Just so you do not get confused; I spent seven years homeless in the South. Then I came off for a couple of years, then when over to Portland as an observer participator of two years. I tell stories from my life now and from various times on the streets. The following is from my time in Portland.
I met a heroine junkie the other morning while selling Street Roots; he was hung-over and smelled of piss. I was singing and cracking jokes as people passed by; he asked me how I could be so happy. I told him I loved God very much.
He was in his mid to late twenties and a good dresser, wearing a very nice tweed jacket and wool ball cap.
I usually do not talk about God out here, and I was surprised to find a little defensiveness rise up in me, not because of anything he said or did, but because I guess God seems under attack in our society, that if you believe, you are best naive.

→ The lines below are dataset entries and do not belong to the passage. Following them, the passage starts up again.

impl Window {
    fn allocate(&mut self, entity: Entity) -> EntityId {
        let id = EntityId(self.entities.len());
        self.entities.push(entity);
        id
    }

    fn test(&self, id: EntityId) -> Option<&Test> {
        match self.entities.get(id.0) {
            Some(Entity::Test(test)) => Some(test),
            _ => None,
        }
    }

    fn test_mut(&mut self, id: EntityId) -> Option<&mut Test> {
        match self.entities.get_mut(id.0) {
            Some(Entity::Test(test)) => Some(test),
            _ => None,
        }
    }

    fn benchmark(&self, id: EntityId) -> Option<&Benchmark> {
        match self.entities.get(id.0) {
            Some(Entity::Benchmark(benchmark)) => Some(benchmark),
            _ => None,
        }
    }

    fn find_test(&self, name: &str, include_ended: bool) -> Option<EntityId> {
        let is_open_match = |test: &Test| test.name == name && test.is_open();

        // End events usually directly follow their own start event.
        if let Some(id) = self.last_active
            && self.test(id).is_some_and(is_open_match)
        {
            return Some(id);
        }

        self.rfind_test(is_open_match).or_else(|| {
            if include_ended {
                self.rfind_test(|test| test.name == name)
            } else {
                None
            }
        })
    }

    fn rfind_test(&self, mut pred: impl FnMut(&Test) -> bool) -> Option<EntityId> {
        self.entities
            .iter()
            .enumerate()
            .rev()
            .find_map(|(index, entity)| match entity {
                Entity::Test(test) if pred(test) => Some(EntityId(index)),
                _ => None,
            })
    }

    fn find_benchmark(&self, name: &str) -> Option<EntityId> {
        if let Some(id) = self.last_active
            && self
                .benchmark(id)
                .is_some_and(|benchmark| benchmark.name == name)
        {
            return Some(id);
        }

        self.entities
            .iter()
            .enumerate()
            .rev()
            .find_map(|(index, entity)| match entity {
                Entity::Benchmark(benchmark) if benchmark.name == name => Some(EntityId(index)),
                _ => None,
            })
    }

    /// Converts this window into a package, leaving the window empty.
    fn flush(&mut self, name: String, duration: Duration) -> Package {
        let Window {
            entities, output, ..
        } = mem::take(self);

        let mut package = Package::new(name, duration);
        package.output = output;
        // Entities are stored in id order, so one pass keeps each kind in creation order.
        for entity in entities {
            match entity {
                Entity::Test(test) => package.tests.push(test),
                Entity::Benchmark(benchmark) => package.benchmarks.push(benchmark),
            }
        }
        package
    }
}

#[derive(Clone, Copy, Debug, Eq, PartialEq)]
struct EntityId(usize);

#[derive(Clone, Debug)]
enum Entity {
    Test(Test),
    Benchmark(Benchmark),
}
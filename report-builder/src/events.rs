// Copyright (c) The nextest Contributors
// SPDX-License-Identifier: MIT OR Apache-2.0

//! Serialized form of the events a [`ReportBuilder`](crate::ReportBuilder) consumes.

use crate::errors::EventParseError;
use serde::Deserialize;
use std::time::Duration;

/// A single event, as accepted by [`ReportBuilder::apply`](crate::ReportBuilder::apply).
///
/// Events are internally tagged by an `event` field, with durations written as humantime strings:
///
/// ```json
/// {"event": "create-test", "name": "TestParse"}
/// {"event": "end-test", "name": "TestParse", "result": "PASS", "elapsed": "20ms"}
/// ```
#[derive(Clone, Debug, Deserialize, PartialEq)]
#[serde(tag = "event", rename_all = "kebab-case", rename_all_fields = "kebab-case")]
pub enum ReportEvent {
    /// A test started.
    CreateTest {
        /// The name of the test.
        name: String,
    },

    /// A test ended.
    EndTest {
        /// The name of the test. Matched against open tests in the current package.
        name: String,

        /// The result token: `PASS`, `FAIL` or `SKIP`. Anything else is recorded as unknown.
        result: String,

        /// The time taken by the test.
        #[serde(default, with = "humantime_serde")]
        elapsed: Duration,
    },

    /// A benchmark was recorded.
    Benchmark {
        /// The name of the benchmark.
        name: String,

        /// The number of iterations run.
        #[serde(default)]
        iterations: u64,

        /// Nanoseconds per iteration.
        #[serde(default)]
        ns_per_op: f64,

        /// Throughput, in megabytes per second.
        #[serde(default)]
        mb_per_sec: f64,

        /// Bytes allocated per iteration.
        #[serde(default)]
        bytes_per_op: u64,

        /// Allocations per iteration.
        #[serde(default)]
        allocs_per_op: u64,
    },

    /// A line of output was produced.
    Output {
        /// The line, without its trailing newline.
        line: String,
    },

    /// A package boundary was reached.
    CreatePackage {
        /// The name of the package.
        name: String,

        /// The time taken by the package.
        #[serde(default, with = "humantime_serde")]
        elapsed: Duration,
    },
}

impl ReportEvent {
    /// Parses events from JSON lines, one event per line.
    ///
    /// Blank lines are skipped. A malformed line produces an error carrying its line number, and
    /// parsing continues with the next line.
    pub fn parse_json_lines(
        input: &str,
    ) -> impl Iterator<Item = Result<ReportEvent, EventParseError>> + '_ {
        input
            .lines()
            .enumerate()
            .filter(|(_, line)| !line.trim().is_empty())
            .map(|(index, line)| {
                serde_json::from_str(line).map_err(|err| EventParseError::new(index + 1, err))
            })
    }
}
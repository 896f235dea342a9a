// Copyright (c) The nextest Contributors
// SPDX-License-Identifier: MIT OR Apache-2.0

//! Reconstruct structured test reports from a stream of test events.
//!
//! A [`ReportBuilder`] is driven by calling one method per event, in the order the events
//! occurred. Tests and benchmarks accumulate in a window until a package boundary is reached,
//! at which point the window is flushed into an immutable [`Package`]. Output lines that are not
//! addressed to a test are attributed to the most recently created or ended test.
//!
//! Events can also be replayed from their JSON-lines form through [`ReportEvent`].

mod builder;
pub mod config;
mod diagnostics;
pub mod errors;
mod events;
mod report;

pub use builder::*;
pub use config::{BenchmarkOutput, BuilderConfig};
pub use diagnostics::*;
pub use events::*;
pub use report::*;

The guy said he believed too, but things were not working out for him. He was a handsome, charming guy I could see him easily working in the fashion or entertainment industry if he ever gets his shit together.
He wandered off to flirt with a couple of very cute black girls. When he came back he brags he could have gotten both of them to smoke crack with him.
Then he said, “Oh man I should not have said that after we talked about God, now I feel like shit.”
I could tell by the look on his face he was really starting to punish himself.
I told him to be easy on himself and God loved him no matter what, then I laid a couple of Hobo Metaphysics on him, including: It is not who you are or what you are, but only that you are. It surprised me that this really touched him and he started to cry. I gave him a big hug and he was on his way.
Christ warned about doing good deeds in order to have other people seeing you do good deeds, but I am of the opinion, it is a good start.
I was sitting with this street urchin of a girl in the park blocks writing poetry. This older guy ambles up and says, “You two are beautiful.” We say thank you. He then says, “I am drunk.” I answer, “Nothing wrong with that.” He says, “The whole world is full of horse manure except for Jesus,” and ambles off, leaving us laughing pretty good. ~
I was feeling sorry for myself the other day so God sent the devil to talk to me. The devil was full of puss and all sorts of nastiness, hellish flames coming out of everywhere, and he says, “Cheer up you could be me.” I thought about it and cheered up.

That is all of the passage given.